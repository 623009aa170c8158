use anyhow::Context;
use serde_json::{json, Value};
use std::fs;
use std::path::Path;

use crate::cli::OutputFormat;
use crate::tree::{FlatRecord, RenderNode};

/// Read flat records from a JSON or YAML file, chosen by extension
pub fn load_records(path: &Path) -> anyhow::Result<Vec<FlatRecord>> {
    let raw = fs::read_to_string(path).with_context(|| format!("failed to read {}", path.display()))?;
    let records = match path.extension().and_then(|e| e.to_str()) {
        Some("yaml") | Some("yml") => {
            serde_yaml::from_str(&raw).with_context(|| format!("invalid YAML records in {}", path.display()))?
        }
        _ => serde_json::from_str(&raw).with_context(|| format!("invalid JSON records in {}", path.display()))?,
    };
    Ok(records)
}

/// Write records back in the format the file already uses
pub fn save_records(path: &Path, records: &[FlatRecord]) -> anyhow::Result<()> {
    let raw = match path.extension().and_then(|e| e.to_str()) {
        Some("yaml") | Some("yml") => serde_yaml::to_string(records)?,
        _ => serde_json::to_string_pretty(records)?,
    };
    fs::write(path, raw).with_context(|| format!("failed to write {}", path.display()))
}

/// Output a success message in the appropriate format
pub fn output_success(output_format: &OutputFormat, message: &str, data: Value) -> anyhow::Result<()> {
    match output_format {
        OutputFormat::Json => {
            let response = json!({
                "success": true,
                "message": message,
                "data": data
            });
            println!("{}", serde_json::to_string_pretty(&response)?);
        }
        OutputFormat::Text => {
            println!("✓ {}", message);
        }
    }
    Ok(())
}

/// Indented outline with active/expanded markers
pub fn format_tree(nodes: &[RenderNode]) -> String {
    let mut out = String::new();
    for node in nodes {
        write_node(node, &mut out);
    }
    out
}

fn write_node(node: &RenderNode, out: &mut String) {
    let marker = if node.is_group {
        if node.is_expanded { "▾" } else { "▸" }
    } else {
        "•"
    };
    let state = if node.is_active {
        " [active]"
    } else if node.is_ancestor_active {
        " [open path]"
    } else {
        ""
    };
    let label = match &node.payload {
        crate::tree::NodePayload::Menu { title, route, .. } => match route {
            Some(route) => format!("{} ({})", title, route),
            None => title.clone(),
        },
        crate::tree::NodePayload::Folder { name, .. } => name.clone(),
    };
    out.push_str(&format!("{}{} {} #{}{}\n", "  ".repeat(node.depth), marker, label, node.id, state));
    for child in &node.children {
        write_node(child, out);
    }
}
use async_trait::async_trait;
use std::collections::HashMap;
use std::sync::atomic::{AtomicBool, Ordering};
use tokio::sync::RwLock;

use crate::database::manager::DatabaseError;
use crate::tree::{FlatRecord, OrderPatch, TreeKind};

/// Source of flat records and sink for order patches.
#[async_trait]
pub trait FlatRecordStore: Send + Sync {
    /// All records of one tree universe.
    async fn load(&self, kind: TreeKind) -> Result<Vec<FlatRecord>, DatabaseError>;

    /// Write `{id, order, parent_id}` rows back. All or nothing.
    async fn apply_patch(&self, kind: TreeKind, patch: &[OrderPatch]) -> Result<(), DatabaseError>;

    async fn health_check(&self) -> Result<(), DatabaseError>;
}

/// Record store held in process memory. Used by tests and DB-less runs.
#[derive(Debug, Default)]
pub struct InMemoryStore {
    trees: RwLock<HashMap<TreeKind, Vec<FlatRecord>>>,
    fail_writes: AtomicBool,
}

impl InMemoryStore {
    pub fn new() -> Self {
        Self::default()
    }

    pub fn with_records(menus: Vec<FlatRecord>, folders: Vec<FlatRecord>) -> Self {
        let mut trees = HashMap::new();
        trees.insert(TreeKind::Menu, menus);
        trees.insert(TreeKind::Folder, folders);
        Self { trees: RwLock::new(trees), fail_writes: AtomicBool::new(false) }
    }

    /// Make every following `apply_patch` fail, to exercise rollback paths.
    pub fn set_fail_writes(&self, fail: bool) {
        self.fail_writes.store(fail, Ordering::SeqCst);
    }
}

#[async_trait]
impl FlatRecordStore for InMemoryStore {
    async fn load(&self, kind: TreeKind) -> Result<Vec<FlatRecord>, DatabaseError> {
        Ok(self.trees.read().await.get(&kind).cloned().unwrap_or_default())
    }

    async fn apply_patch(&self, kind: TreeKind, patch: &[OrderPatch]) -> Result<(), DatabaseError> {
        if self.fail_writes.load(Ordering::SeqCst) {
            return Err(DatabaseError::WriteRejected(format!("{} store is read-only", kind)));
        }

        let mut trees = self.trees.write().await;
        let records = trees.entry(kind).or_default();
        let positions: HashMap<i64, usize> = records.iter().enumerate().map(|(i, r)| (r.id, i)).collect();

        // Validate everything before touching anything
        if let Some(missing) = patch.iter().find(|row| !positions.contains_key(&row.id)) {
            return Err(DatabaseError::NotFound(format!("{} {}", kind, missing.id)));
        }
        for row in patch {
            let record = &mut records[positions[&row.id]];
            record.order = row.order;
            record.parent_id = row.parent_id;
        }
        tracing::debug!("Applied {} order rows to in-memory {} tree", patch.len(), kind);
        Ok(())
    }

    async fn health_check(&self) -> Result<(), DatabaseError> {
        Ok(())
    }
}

※

What you are asked to do ▸
Every record is to be written out verbatim.

Output of the task ▸
repository 623009aa170c8158
use anyhow::Context;
use serde_json::{json, Value};
use std::fs;
use std::path::Path;

use crate::cli::OutputFormat;
use crate::tree::{FlatRecord, RenderNode};

/// Read flat records from a JSON or YAML file, chosen by extension
pub fn load_records(path: &Path) -> anyhow::Result<Vec<FlatRecord>> {
    let raw = fs::read_to_string(path).with_context(|| format!("failed to read {}", path.display()))?;
    let records = match path.extension().and_then(|e| e.to_str()) {
        Some("yaml") | Some("yml") => {
            serde_yaml::from_str(&raw).with_context(|| format!("invalid YAML records in {}", path.display()))?
        }
        _ => serde_json::from_str(&raw).with_context(|| format!("invalid JSON records in {}", path.display()))?,
    };
    Ok(records)
}

/// Write records back in the format the file already uses
pub fn save_records(path: &Path, records: &[FlatRecord]) -> anyhow::Result<()> {
    let raw = match path.extension().and_then(|e| e.to_str()) {
        Some("yaml") | Some("yml") => serde_yaml::to_string(records)?,
        _ => serde_json::to_string_pretty(records)?,
    };
    fs::write(path, raw).with_context(|| format!("failed to write {}", path.display()))
}

/// Output a success message in the appropriate format
pub fn output_success(output_format: &OutputFormat, message: &str, data: Value) -> anyhow::Result<()> {
    match output_format {
        OutputFormat::Json => {
            let response = json!({
                "success": true,
                "message": message,
                "data": data
            });
            println!("{}", serde_json::to_string_pretty(&response)?);
        }
        OutputFormat::Text => {
            println!("✓ {}", message);
        }
    }
    Ok(())
}

/// Indented outline with active/expanded markers
pub fn format_tree(nodes: &[RenderNode]) -> String {
    let mut out = String::new();
    for node in nodes {
        write_node(node, &mut out);
    }
    out
}

fn write_node(node: &RenderNode, out: &mut String) {
    let marker = if node.is_group {
        if node.is_expanded { "▾" } else { "▸" }
    } else {
        "•"
    };
    let state = if node.is_active {
        " [active]"
    } else if node.is_ancestor_active {
        " [open path]"
    } else {
        ""
    };
    let label = match &node.payload {
        crate::tree::NodePayload::Menu { title, route, .. } => match route {
            Some(route) => format!("{} ({})", title, route),
            None => title.clone(),
        },
        crate::tree::NodePayload::Folder { name, .. } => name.clone(),
    };
    out.push_str(&format!("{}{} {} #{}{}\n", "  ".repeat(node.depth), marker, label, node.id, state));
    for child in &node.children {
        write_node(child, out);
    }
}
use async_trait::async_trait;
use std::collections::HashMap;
use std::sync::atomic::{AtomicBool, Ordering};
use tokio::sync::RwLock;

use crate::database::manager::DatabaseError;
use crate::tree::{FlatRecord, OrderPatch, TreeKind};

/// Source of flat records and sink for order patches.
#[async_trait]
pub trait FlatRecordStore: Send + Sync {
    /// All records of one tree universe.
    async fn load(&self, kind: TreeKind) -> Result<Vec<FlatRecord>, DatabaseError>;

    /// Write `{id, order, parent_id}` rows back. All or nothing.
    async fn apply_patch(&self, kind: TreeKind, patch: &[OrderPatch]) -> Result<(), DatabaseError>;

    async fn health_check(&self) -> Result<(), DatabaseError>;
}

/// Record store held in process memory. Used by tests and DB-less runs.
#[derive(Debug, Default)]
pub struct InMemoryStore {
    trees: RwLock<HashMap<TreeKind, Vec<FlatRecord>>>,
    fail_writes: AtomicBool,
}

impl InMemoryStore {
    pub fn new() -> Self {
        Self::default()
    }

    pub fn with_records(menus: Vec<FlatRecord>, folders: Vec<FlatRecord>) -> Self {
        let mut trees = HashMap::new();
        trees.insert(TreeKind::Menu, menus);
        trees.insert(TreeKind::Folder, folders);
        Self { trees: RwLock::new(trees), fail_writes: AtomicBool::new(false) }
    }

    /// Make every following `apply_patch` fail, to exercise rollback paths.
    pub fn set_fail_writes(&self, fail: bool) {
        self.fail_writes.store(fail, Ordering::SeqCst);
    }
}

#[async_trait]
impl FlatRecordStore for InMemoryStore {
    async fn load(&self, kind: TreeKind) -> Result<Vec<FlatRecord>, DatabaseError> {
        Ok(self.trees.read().await.get(&kind).cloned().unwrap_or_default())
    }

    async fn apply_patch(&self, kind: TreeKind, patch: &[OrderPatch]) -> Result<(), DatabaseError> {
        if self.fail_writes.load(Ordering::SeqCst) {
            return Err(DatabaseError::WriteRejected(format!("{} store is read-only", kind)));
        }

        let mut trees = self.trees.write().await;
        let records = trees.entry(kind).or_default();
        let positions: HashMap<i64, usize> = records.iter().enumerate().map(|(i, r)| (r.id, i)).collect();

        // Validate everything before touching anything
        if let Some(missing) = patch.iter().find(|row| !positions.contains_key(&row.id)) {
            return Err(DatabaseError::NotFound(format!("{} {}", kind, missing.id)));
        }
        for row in patch {
            let record = &mut records[positions[&row.id]];
            record.order = row.order;
            record.parent_id = row.parent_id;
        }
        tracing::debug!("Applied {} order rows to in-memory {} tree", patch.len(), kind);
        Ok(())
    }

    async fn health_check(&self) -> Result<(), DatabaseError> {
        Ok(())
    }
}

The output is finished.